//! Rooms on the relay: one authoritative replica per room key.
//!
//! ```text
//!  connection task ──RoomCommand──► RoomActor ──► RoomState (sans-IO)
//!  connection task ──RoomCommand──►    │              │ Outbound
//!                                      │              ▼
//!                                      ├──► BroadcastGroup ──► members
//!                                      └──► RoomStore (update log, snapshots)
//! ```
//!
//! Every room is driven by a single task, so merges, fan-out and
//! persistence for one room never race. `RoomRegistry` maps room keys to
//! the command channel of that task and spawns it on first use. An actor
//! whose room stays empty for `evict_grace` snapshots and exits.

use log::{debug, error, info, trace, warn};
use std::collections::{HashMap, HashSet};
use std::sync::atomic::{AtomicU64, Ordering};
use std::sync::Arc;
use std::time::Duration;
use thiserror::Error;
use tokio::sync::{broadcast, mpsc, oneshot, RwLock};
use tokio::time::{interval_at, sleep_until, Instant, MissedTickBehavior};

use crate::broadcast::{BroadcastGroup, DirectSender, Envelope};
use crate::crdt::{Document, StateVector, Update, UnitId, DEFAULT_PENDING_LIMIT};
use crate::error::SyncError;
use crate::presence::{
    AwarenessMessage, PeerId, PresenceConfig, PresenceEvent, PresenceRoom, RELAY_PEER_ID,
};
use crate::protocol::{Frame, RoomKey};
use crate::storage::{RoomStore, StoreError};

/// Relay-local id of one connection.
pub type MemberId = u64;

const JOIN_ATTEMPTS: usize = 3;

/// Room tuning.
#[derive(Debug, Clone)]
pub struct RoomConfig {
    /// How often a room with unsaved changes is snapshotted.
    pub snapshot_interval: Duration,
    /// How long an empty room stays loaded.
    pub evict_grace: Duration,
    /// Envelopes a member may lag behind before it is dropped.
    pub broadcast_capacity: usize,
    /// Pending commands per room.
    pub command_capacity: usize,
    pub max_members: usize,
    /// Blocked operations the relay replica buffers per room.
    pub pending_limit: usize,
    pub presence: PresenceConfig,
}

impl Default for RoomConfig {
    fn default() -> Self {
        Self {
            snapshot_interval: Duration::from_secs(30),
            evict_grace: Duration::from_secs(60),
            broadcast_capacity: 256,
            command_capacity: 1024,
            max_members: 100,
            pending_limit: DEFAULT_PENDING_LIMIT,
            presence: PresenceConfig::default(),
        }
    }
}

impl RoomConfig {
    /// Short intervals so tests observe snapshots and eviction quickly.
    pub fn for_testing() -> Self {
        Self {
            snapshot_interval: Duration::from_millis(200),
            evict_grace: Duration::from_millis(300),
            broadcast_capacity: 256,
            command_capacity: 256,
            max_members: 16,
            pending_limit: 64,
            presence: PresenceConfig::for_testing(),
        }
    }
}

// ───────────────────────────────────────────────────────────────────
// Room state
// ───────────────────────────────────────────────────────────────────

/// A frame the room wants delivered.
#[derive(Debug, Clone, PartialEq)]
pub enum Outbound {
    To(MemberId, Frame),
    Broadcast { except: Option<MemberId>, frame: Frame },
}

/// Result of feeding the room one event.
#[derive(Debug, Default)]
pub struct RoomOutput {
    pub outbound: Vec<Outbound>,
    /// Operations newly integrated into the replica, for the update log.
    pub applied: Option<Update>,
}

impl RoomOutput {
    fn to(&mut self, member: MemberId, frame: Frame) {
        self.outbound.push(Outbound::To(member, frame));
    }

    fn broadcast(&mut self, except: Option<MemberId>, frame: Frame) {
        self.outbound.push(Outbound::Broadcast { except, frame });
    }
}

/// The relay's replica of one room plus who is in it.
///
/// Pure state machine: callers feed it joins, frames and leaves and deliver
/// the returned `Outbound` frames themselves.
pub struct RoomState {
    key: RoomKey,
    document: Document,
    presence: PresenceRoom,
    /// Member → peer id announced through awareness, once known.
    members: HashMap<MemberId, Option<PeerId>>,
    reset_pending: bool,
    dirty: bool,
}

impl RoomState {
    pub fn new(key: RoomKey, presence: PresenceConfig) -> Self {
        Self::with_document(key, Document::with_origin(RELAY_PEER_ID), presence)
    }

    pub fn with_document(key: RoomKey, document: Document, presence: PresenceConfig) -> Self {
        Self {
            key,
            document,
            presence: PresenceRoom::new(RELAY_PEER_ID, presence),
            members: HashMap::new(),
            reset_pending: false,
            dirty: false,
        }
    }

    /// A member connected. Ask it for everything the relay lacks.
    pub fn join(&mut self, member: MemberId) -> RoomOutput {
        let mut out = RoomOutput::default();
        self.members.insert(member, None);
        out.to(member, Frame::SyncRequest(self.document.state_vector().clone()));
        if self.reset_pending {
            out.to(member, Frame::SessionReset);
        }
        out
    }

    /// Process one frame from `member`.
    pub fn handle(&mut self, member: MemberId, frame: Frame) -> RoomOutput {
        let mut out = RoomOutput::default();
        if !self.members.contains_key(&member) {
            debug!("Room {}: frame from unknown member {member} ignored", self.key);
            return out;
        }

        match frame {
            Frame::SyncRequest(remote_sv) => {
                out.to(member, Frame::SyncReply(self.document.diff(&remote_sv)));
            }
            Frame::Update(update) | Frame::SyncReply(update) => {
                self.apply_update(member, update, &mut out);
            }
            Frame::Awareness(msg) => self.apply_awareness(member, msg, &mut out),
            Frame::AwarenessQuery => {
                let own = self.members.get(&member).copied().flatten();
                for msg in self.presence.snapshot_messages() {
                    if Some(msg.peer_id()) != own {
                        out.to(member, Frame::Awareness(msg));
                    }
                }
            }
            other => {
                debug!(
                    "Room {}: ignoring {:?} from member {member}",
                    self.key,
                    other.message_type()
                );
            }
        }
        out
    }

    fn apply_update(&mut self, member: MemberId, update: Update, out: &mut RoomOutput) {
        let merged = self.document.merge_update(&update);
        let fresh = merged.integrated;
        trace!(
            "Room {}: member {member} sent {} ops, {} new, {} visible changes",
            self.key,
            update.len(),
            fresh.len(),
            merged.changes.len()
        );

        if merged.refused > 0 {
            // buffered ops are re-sent by their authors through the sync exchange
            let dropped = self.document.discard_pending();
            warn!(
                "Room {}: member {member} overflowed the pending buffer, dropped {} ops",
                self.key,
                dropped + merged.refused
            );
            out.to(member, Frame::SyncRequest(self.document.state_vector().clone()));
        }

        if !fresh.is_empty() {
            out.broadcast(Some(member), Frame::Update(fresh.clone()));

            // operations this update unblocked that the sender never had
            let sent: HashSet<UnitId> = update.op_ids().collect();
            let unblocked = fresh.clone().without(&sent);
            if !unblocked.is_empty() {
                out.to(member, Frame::Update(unblocked));
            }
            if self.reset_pending {
                info!("Room {}: rebuilt from member {member}'s replica", self.key);
                self.reset_pending = false;
            }
            self.dirty = true;
            out.applied = Some(fresh);
        }
        out.to(member, Frame::SyncAck(self.document.state_vector().clone()));
    }

    fn apply_awareness(&mut self, member: MemberId, msg: AwarenessMessage, out: &mut RoomOutput) {
        let peer = msg.peer_id();
        if peer == RELAY_PEER_ID {
            return;
        }
        self.members.insert(member, Some(peer));

        match &msg {
            AwarenessMessage::Heartbeat { .. } => {
                if self.presence.heartbeat(peer) {
                    out.broadcast(Some(member), Frame::Awareness(msg));
                } else {
                    // state was swept; have the peer announce itself again
                    out.to(member, Frame::AwarenessQuery);
                }
            }
            AwarenessMessage::Update { .. } | AwarenessMessage::Remove { .. } => {
                if self.presence.handle_message(&msg).is_some() {
                    out.broadcast(Some(member), Frame::Awareness(msg));
                }
            }
        }
    }

    /// A member disconnected.
    pub fn leave(&mut self, member: MemberId) -> RoomOutput {
        let mut out = RoomOutput::default();
        let Some(peer) = self.members.remove(&member).flatten() else {
            return out;
        };
        let still_connected = self.members.values().any(|p| *p == Some(peer));
        if !still_connected {
            if let Some(msg) = self.presence.depart(peer) {
                out.broadcast(None, Frame::Awareness(msg));
            }
        }
        out
    }

    /// Drop peers that stopped heartbeating.
    pub fn sweep(&mut self, now: Instant) -> RoomOutput {
        let mut out = RoomOutput::default();
        for event in self.presence.sweep(now) {
            if let PresenceEvent::Removed(peer_id) = event {
                debug!("Room {}: peer {peer_id:x} timed out", self.key);
                out.broadcast(
                    None,
                    Frame::Awareness(AwarenessMessage::Remove { peer_id, timestamp: 0 }),
                );
            }
        }
        out
    }

    pub fn key(&self) -> &RoomKey {
        &self.key
    }

    pub fn member_count(&self) -> usize {
        self.members.len()
    }

    pub fn document(&self) -> &Document {
        &self.document
    }

    pub fn state_vector(&self) -> &StateVector {
        self.document.state_vector()
    }

    pub fn presence(&self) -> &PresenceRoom {
        &self.presence
    }

    pub fn snapshot(&self) -> Update {
        self.document.snapshot()
    }

    /// Unsaved changes since the last snapshot.
    pub fn is_dirty(&self) -> bool {
        self.dirty
    }

    pub fn mark_clean(&mut self) {
        self.dirty = false;
    }

    /// Members joining from now on are told the stored replica was lost.
    pub fn set_reset_pending(&mut self, pending: bool) {
        self.reset_pending = pending;
    }

    pub fn reset_pending(&self) -> bool {
        self.reset_pending
    }
}

// ───────────────────────────────────────────────────────────────────
// Actor
// ───────────────────────────────────────────────────────────────────

/// Messages from connection tasks to a room actor.
#[derive(Debug)]
pub enum RoomCommand {
    /// `reply` receives the room receiver, or `None` if the room is full.
    Join {
        member: MemberId,
        direct: DirectSender,
        reply: oneshot::Sender<Option<broadcast::Receiver<Envelope>>>,
    },
    Frame { member: MemberId, frame: Frame },
    Leave { member: MemberId },
}

/// Address of a running room actor.
#[derive(Debug, Clone)]
pub struct RoomHandle {
    key: RoomKey,
    generation: u64,
    tx: mpsc::Sender<RoomCommand>,
}

impl RoomHandle {
    pub fn key(&self) -> &RoomKey {
        &self.key
    }

    /// Forward a frame. `false` once the actor is gone.
    pub async fn send_frame(&self, member: MemberId, frame: Frame) -> bool {
        self.tx.send(RoomCommand::Frame { member, frame }).await.is_ok()
    }

    pub async fn leave(&self, member: MemberId) {
        if self.tx.send(RoomCommand::Leave { member }).await.is_err() {
            trace!("Room {} already stopped", self.key);
        }
    }

    pub fn is_closed(&self) -> bool {
        self.tx.is_closed()
    }
}

/// Counters shared by every room actor.
#[derive(Debug, Clone, Default, PartialEq, Eq)]
pub struct RoomStats {
    pub rooms_created: u64,
    pub rooms_evicted: u64,
    pub persisted_updates: u64,
    pub persisted_snapshots: u64,
    pub persistence_errors: u64,
}

type RoomMap = Arc<RwLock<HashMap<RoomKey, RoomHandle>>>;

struct RoomActor {
    state: RoomState,
    group: BroadcastGroup,
    generation: u64,
    config: RoomConfig,
    store: Option<Arc<RoomStore>>,
    rooms: RoomMap,
    stats: Arc<RwLock<RoomStats>>,
}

- - - - - - -

Task brief:
Select all lines in the listing that include the word "bool".

Written answer:
    reset_pending: bool,
    dirty: bool,
    pub fn is_dirty(&self) -> bool {
    pub fn set_reset_pending(&mut self, pending: bool) {
    pub fn reset_pending(&self) -> bool {
    pub async fn send_frame(&self, member: MemberId, frame: Frame) -> bool {
    pub fn is_closed(&self) -> bool {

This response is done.